Supplied records
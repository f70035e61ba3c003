//! API error types and response handling.
//!
//! Handlers return [`ApiResult`]; every [`ApiError`] renders as an
//! [`ErrorResponse`] with the matching status code.

use axum::http::StatusCode;
use axum::response::{IntoResponse, Response};
use axum::Json;
use serde::{Deserialize, Serialize};
use thiserror::Error;
use umbra_core::{ConfigError, UmbraError};
use utoipa::ToSchema;

/// Result type alias for API handlers.
pub type ApiResult<T> = Result<T, ApiError>;

/// Unified API error type.
#[derive(Debug, Clone, Error)]
pub enum ApiError {
    /// 400 Bad Request - Invalid input from client.
    #[error("Bad Request: {message}")]
    BadRequest {
        /// Machine-readable error code.
        error_code: String,
        /// Human-readable error message.
        message: String,
    },

    /// 404 Not Found - Resource does not exist.
    #[error("Not Found: {message}")]
    NotFound {
        /// Machine-readable error code.
        error_code: String,
        /// Human-readable error message.
        message: String,
    },

    /// 422 Unprocessable Entity - Well-formed but out-of-range values.
    #[error("Unprocessable: {message}")]
    Unprocessable {
        /// Machine-readable error code.
        error_code: String,
        /// Human-readable error message.
        message: String,
    },

    /// 500 Internal Server Error - Unexpected server-side error.
    #[error("Internal Error: {message}")]
    InternalError {
        /// Machine-readable error code.
        error_code: String,
        /// Human-readable error message.
        message: String,
        /// Optional details.
        details: Option<String>,
    },

    /// 503 Service Unavailable - The radio or the monitor cannot serve the request.
    #[error("Service Unavailable: {message}")]
    ServiceUnavailable {
        /// Machine-readable error code.
        error_code: String,
        /// Human-readable error message.
        message: String,
    },
}

/// Standard JSON error response body.
#[derive(Debug, Clone, Serialize, Deserialize, ToSchema)]
#[schema(example = json!({
    "error": "device_not_found",
    "message": "Device not found: AA:BB:CC:DD:EE:FF",
    "details": null
}))]
pub struct ErrorResponse {
    /// Machine-readable error code (e.g., "invalid_device_id").
    #[schema(example = "invalid_device_id")]
    pub error: String,

    /// Human-readable error message.
    #[schema(example = "Invalid device id: not-a-mac")]
    pub message: String,

    /// Optional additional details for debugging.
    #[schema(nullable)]
    pub details: Option<serde_json::Value>,
}

impl ApiError {
    /// 400 with the given code and message.
    pub fn bad_request(error_code: &str, message: impl Into<String>) -> Self {
        Self::BadRequest {
            error_code: error_code.to_string(),
            message: message.into(),
        }
    }

    const fn status(&self) -> StatusCode {
        match self {
            Self::BadRequest { .. } => StatusCode::BAD_REQUEST,
            Self::NotFound { .. } => StatusCode::NOT_FOUND,
            Self::Unprocessable { .. } => StatusCode::UNPROCESSABLE_ENTITY,
            Self::InternalError { .. } => StatusCode::INTERNAL_SERVER_ERROR,
            Self::ServiceUnavailable { .. } => StatusCode::SERVICE_UNAVAILABLE,
        }
    }
}

impl IntoResponse for ApiError {
    fn into_response(self) -> Response {
        let status = self.status();
        let body = match self {
            Self::BadRequest {
                error_code,
                message,
            }
            | Self::NotFound {
                error_code,
                message,
            }
            | Self::Unprocessable {
                error_code,
                message,
            }
            | Self::ServiceUnavailable {
                error_code,
                message,
            } => ErrorResponse {
                error: error_code,
                message,
                details: None,
            },
            Self::InternalError {
                error_code,
                message,
                details,
            } => {
                tracing::error!(
                    error_code = %error_code,
                    message = %message,
                    details = ?details,
                    "Internal server error"
                );
                ErrorResponse {
                    error: error_code,
                    message,
                    details: details.map(serde_json::Value::String),
                }
            }
        };

        (status, Json(body)).into_response()
    }
}

impl From<UmbraError> for ApiError {
    fn from(err: UmbraError) -> Self {
        let error_code = err.error_code().to_ascii_lowercase();
        let message = err.to_string();

        match err.http_status_code() {
            400 => Self::BadRequest {
                error_code,
                message,
            },
            404 => Self::NotFound {
                error_code,
                message,
            },
            422 => Self::Unprocessable {
                error_code,
                message,
            },
            503 => Self::ServiceUnavailable {
                error_code,
                message,
            },
            _ => Self::InternalError {
                error_code,
                message,
                details: None,
            },
        }
    }
}

impl From<ConfigError> for ApiError {
    fn from(err: ConfigError) -> Self {
        Self::from(UmbraError::from(err))
    }
}

#[cfg(test)]
mod tests {
    use super::*;
    use umbra_core::RadioState;

    #[test]
    fn test_bad_request_error() {
        let err = ApiError::bad_request("test_error", "Test message");
        assert!(err.to_string().contains("Bad Request"));
        assert_eq!(err.status(), StatusCode::BAD_REQUEST);
    }

    #[test]
    fn test_core_errors_map_to_status() {
        let not_found = ApiError::from(UmbraError::DeviceNotFound("AA:BB:CC:DD:EE:FF".into()));
        assert_eq!(not_found.status(), StatusCode::NOT_FOUND);

        let radio = ApiError::from(UmbraError::RadioUnavailable(RadioState::PoweredOff));
        assert_eq!(radio.status(), StatusCode::SERVICE_UNAVAILABLE);
        assert!(matches!(
            radio,
            ApiError::ServiceUnavailable { ref error_code, .. } if error_code == "radio_unavailable"
        ));

        let invalid = ApiError::from(UmbraError::InvalidDeviceId("nope".into()));
        assert_eq!(invalid.status(), StatusCode::BAD_REQUEST);
    }

    #[test]
    fn test_error_response_serialization() {
        let response = ErrorResponse {
            error: "test_error".to_string(),
            message: "Test message".to_string(),
            details: None,
        };
        let json = serde_json::to_string(&response).unwrap();
        assert!(json.contains("test_error"));
    }
}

The problem
Write the entries out again exactly.

Task response
repository f70035e61ba3c003
//! API error types and response handling.
//!
//! Handlers return [`ApiResult`]; every [`ApiError`] renders as an
//! [`ErrorResponse`] with the matching status code.

use axum::http::StatusCode;
use axum::response::{IntoResponse, Response};
use axum::Json;
use serde::{Deserialize, Serialize};
use thiserror::Error;
use umbra_core::{ConfigError, UmbraError};
use utoipa::ToSchema;

/// Result type alias for API handlers.
pub type ApiResult<T> = Result<T, ApiError>;

/// Unified API error type.
#[derive(Debug, Clone, Error)]
pub enum ApiError {
    /// 400 Bad Request - Invalid input from client.
    #[error("Bad Request: {message}")]
    BadRequest {
        /// Machine-readable error code.
        error_code: String,
        /// Human-readable error message.
        message: String,
    },

    /// 404 Not Found - Resource does not exist.
    #[error("Not Found: {message}")]
    NotFound {
        /// Machine-readable error code.
        error_code: String,
        /// Human-readable error message.
        message: String,
    },

    /// 422 Unprocessable Entity - Well-formed but out-of-range values.
    #[error("Unprocessable: {message}")]
    Unprocessable {
        /// Machine-readable error code.
        error_code: String,
        /// Human-readable error message.
        message: String,
    },

    /// 500 Internal Server Error - Unexpected server-side error.
    #[error("Internal Error: {message}")]
    InternalError {
        /// Machine-readable error code.
        error_code: String,
        /// Human-readable error message.
        message: String,
        /// Optional details.
        details: Option<String>,
    },

    /// 503 Service Unavailable - The radio or the monitor cannot serve the request.
    #[error("Service Unavailable: {message}")]
    ServiceUnavailable {
        /// Machine-readable error code.
        error_code: String,
        /// Human-readable error message.
        message: String,
    },
}

/// Standard JSON error response body.
#[derive(Debug, Clone, Serialize, Deserialize, ToSchema)]
#[schema(example = json!({
    "error": "device_not_found",
    "message": "Device not found: AA:BB:CC:DD:EE:FF",
    "details": null
}))]
pub struct ErrorResponse {
    /// Machine-readable error code (e.g., "invalid_device_id").
    #[schema(example = "invalid_device_id")]
    pub error: String,

    /// Human-readable error message.
    #[schema(example = "Invalid device id: not-a-mac")]
    pub message: String,

    /// Optional additional details for debugging.
    #[schema(nullable)]
    pub details: Option<serde_json::Value>,
}

impl ApiError {
    /// 400 with the given code and message.
    pub fn bad_request(error_code: &str, message: impl Into<String>) -> Self {
        Self::BadRequest {
            error_code: error_code.to_string(),
            message: message.into(),
        }
    }

    const fn status(&self) -> StatusCode {
        match self {
            Self::BadRequest { .. } => StatusCode::BAD_REQUEST,
            Self::NotFound { .. } => StatusCode::NOT_FOUND,
            Self::Unprocessable { .. } => StatusCode::UNPROCESSABLE_ENTITY,
            Self::InternalError { .. } => StatusCode::INTERNAL_SERVER_ERROR,
            Self::ServiceUnavailable { .. } => StatusCode::SERVICE_UNAVAILABLE,
        }
    }
}

impl IntoResponse for ApiError {
    fn into_response(self) -> Response {
        let status = self.status();
        let body = match self {
            Self::BadRequest {
                error_code,
                message,
            }
            | Self::NotFound {
                error_code,
                message,
            }
            | Self::Unprocessable {
                error_code,
                message,
            }
            | Self::ServiceUnavailable {
                error_code,
                message,
            } => ErrorResponse {
                error: error_code,
                message,
                details: None,
            },
            Self::InternalError {
                error_code,
                message,
                details,
            } => {
                tracing::error!(
                    error_code = %error_code,
                    message = %message,
                    details = ?details,
                    "Internal server error"
                );
                ErrorResponse {
                    error: error_code,
                    message,
                    details: details.map(serde_json::Value::String),
                }
            }
        };

        (status, Json(body)).into_response()
    }
}

impl From<UmbraError> for ApiError {
    fn from(err: UmbraError) -> Self {
        let error_code = err.error_code().to_ascii_lowercase();
        let message = err.to_string();

        match err.http_status_code() {
            400 => Self::BadRequest {
                error_code,
                message,
            },
            404 => Self::NotFound {
                error_code,
                message,
            },
            422 => Self::Unprocessable {
                error_code,
                message,
            },
            503 => Self::ServiceUnavailable {
                error_code,
                message,
            },
            _ => Self::InternalError {
                error_code,
                message,
                details: None,
            },
        }
    }
}

impl From<ConfigError> for ApiError {
    fn from(err: ConfigError) -> Self {
        Self::from(UmbraError::from(err))
    }
}

#[cfg(test)]
mod tests {
    use super::*;
    use umbra_core::RadioState;

    #[test]
    fn test_bad_request_error() {
        let err = ApiError::bad_request("test_error", "Test message");
        assert!(err.to_string().contains("Bad Request"));
        assert_eq!(err.status(), StatusCode::BAD_REQUEST);
    }

    #[test]
    fn test_core_errors_map_to_status() {
        let not_found = ApiError::from(UmbraError::DeviceNotFound("AA:BB:CC:DD:EE:FF".into()));
        assert_eq!(not_found.status(), StatusCode::NOT_FOUND);

        let radio = ApiError::from(UmbraError::RadioUnavailable(RadioState::PoweredOff));
        assert_eq!(radio.status(), StatusCode::SERVICE_UNAVAILABLE);
        assert!(matches!(
            radio,
            ApiError::ServiceUnavailable { ref error_code, .. } if error_code == "radio_unavailable"
        ));

        let invalid = ApiError::from(UmbraError::InvalidDeviceId("nope".into()));
        assert_eq!(invalid.status(), StatusCode::BAD_REQUEST);
    }

    #[test]
    fn test_error_response_serialization() {
        let response = ErrorResponse {
            error: "test_error".to_string(),
            message: "Test message".to_string(),
            details: None,
        };
        let json = serde_json::to_string(&response).unwrap();
        assert!(json.contains("test_error"));
    }
}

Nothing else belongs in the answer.